McDavid’s management team is mindful that talent like his needs reinforcement off the ice, so Bobby Orr brought in ex-NHLer Dave Gagner to work with the young phenom. Gagner previously worked in player development with the Vancouver Canucks and was an assistant coach in London when his son Sam and Patrick Kane played for the Knights. “Working with Connor is like working with Pat in that you don’t really teach them anything, not with their skill sets,” Gagner says. “What we can do is help eliminate distractions and let him focus on what he has to do on the ice. That’s what being a professional athlete is about: focus. Connor understands he has special abilities, but he’s still learning about being professional. We can help him put a lot of things aside and let him enjoy the game.”

Early in the OHL season, McDavid’s enjoyment level probably hasn’t been what he had hoped for. The Otters opened with five games on the road, winning two, losing a couple of close ones before winding up their September odyssey with an 8–4 beatdown by the Windsor Spitfires. The Otters then won their next two. With two goals and six assists, McDavid’s numbers were lagging behind those from last year, never mind the stats that John Tavares put up in his second season (72 goals, 134 points).

Still, McDavid’s performances through that stretch were good by a lot of measures. “Terrific, showed all his skills,” a scout said after the Otters’ season-opening loss in Guelph. “Could have had five primary assists if his teammates finished chances.”

Those who know him best dissented. “He had a terrible game, unfortunately,” his dad says after Connor went pointless and minus-3 in Windsor.

As it turns out, from the start of the regular season, Brian had been telling Connor that he was off his game and on the limp. “A strange injury, a fluke, he strained something when he stepped on a broken stick in a pre-season game against Barrie,” Brian says, who declined to go into any detail about the “something” strained.
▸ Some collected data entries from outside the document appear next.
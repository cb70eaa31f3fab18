/// Console error types
use podplay_playback::PlaybackError;
use thiserror::Error;

pub type Result<T> = std::result::Result<T, ConsoleError>;

#[derive(Debug, Error)]
pub enum ConsoleError {
    #[error("Configuration error: {0}")]
    Config(String),

    #[error("Invalid command: {0}")]
    Command(String),

    #[error("Player error: {0}")]
    Player(#[from] PlaybackError),

    #[error("IO error: {0}")]
    Io(#[from] std::io::Error),
}
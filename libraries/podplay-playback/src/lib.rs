//! Podplay - Playback Synchronization
//!
//! Keeps an episode player's UI state consistent with an external media
//! engine that it does not control.
//!
//! This crate provides:
//! - A playback state machine (unloaded, loading, playing, paused, errored)
//! - Progress polling with a single, cancellable timer
//! - Relative seeking and two-phase scrubbing (preview, commit)
//! - Failure handling with one user-visible notification per failure
//! - Stale-event rejection across rapid source swaps
//! - An async runtime that serializes all inputs on one task
//!
//! # Architecture
//!
//! The core never calls into a concrete audio backend. It depends on:
//! - [`MediaEngine`] - command surface of the external engine
//! - [`Ticker`] - recurring timer behind the progress poller
//! - [`NotificationSink`] - where failure notifications go
//!
//! Engine events are tagged with the [`SessionId`] they were registered for;
//! anything tagged with a superseded session is dropped.
//!
//! # Example: Driving the state machine by hand
//!
//! ```rust
//! use podplay_playback::{
//!     EngineListener, MediaEngine, PlaybackPhase, PlaybackRequest, PlaybackStateMachine,
//!     PlayerConfig, PollToken, SessionId, Ticker,
//! };
//! use std::time::Duration;
//! use tokio::sync::mpsc;
//!
//! #[derive(Default)]
//! struct SilentEngine;
//!
//! impl MediaEngine for SilentEngine {
//!     fn set_source(&mut self, _uri: &str) {}
//!     fn clear_source(&mut self) {}
//!     fn play(&mut self) {}
//!     fn pause(&mut self) {}
//!     fn position(&self) -> f64 { 0.0 }
//!     fn set_position(&mut self, _seconds: f64) {}
//!     fn duration(&self) -> f64 { 1800.0 }
//!     fn has_ended(&self) -> bool { false }
//!     fn attach(&mut self, _listener: EngineListener) {}
//!     fn detach(&mut self, _session: SessionId) {}
//! }
//!
//! struct NoTicker;
//!
//! impl Ticker for NoTicker {
//!     fn start(&mut self, _token: PollToken, _period: Duration) {}
//!     fn cancel(&mut self, _token: PollToken) {}
//! }
//!
//! let (inputs, _rx) = mpsc::unbounded_channel();
//! let (notes, _notes_rx) = mpsc::unbounded_channel::<String>();
//! let mut player = PlaybackStateMachine::new(
//!     PlayerConfig::default(),
//!     Box::new(SilentEngine),
//!     Box::new(NoTicker),
//!     Box::new(notes),
//!     inputs,
//! );
//!
//! player.load(PlaybackRequest::episode("fdr-731", "https://example.com/731.mp3"));
//! assert_eq!(player.phase(), PlaybackPhase::Loading);
//! assert!(player.snapshot().controls_disabled);
//! ```

mod engine;
mod error;
mod events;
mod machine;
mod monitor;
mod poller;
mod runtime;
mod seek;
mod session;
mod ticker;
pub mod types;

// Public exports
pub use engine::{EngineListener, MediaEngine, MediaEngineAdapter};
pub use error::{PlaybackError, PlaybackFailure, Result};
pub use events::{
    format_timestamp, EngineEvent, PlayerInput, PlayerSnapshot, UserCommand,
    TIMESTAMP_PLACEHOLDER,
};
pub use machine::PlaybackStateMachine;
pub use monitor::{ErrorMonitor, NotificationSink};
pub use poller::{PollToken, ProgressPoller, Ticker};
pub use runtime::{PlayerHandle, PlayerRuntime};
pub use seek::SeekController;
pub use session::PlaybackSession;
pub use ticker::TokioTicker;
pub use types::{PlaybackPhase, PlaybackRequest, PlayerConfig, SessionId};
After the game in Windsor, Brian finally convinced his son to see a physiotherapist for treatment, another case of the father knowing the son better than he knows himself.

This time, Connor McDavid tried but couldn’t quite play through a strained “something” in an anatomical sense. That strain will eventually heal, of course. The strain of expectations, his and those of others, might prove tougher to skate through. Still, at the under-18s he went where no one had before, so you’d have to like his chances of doing it again.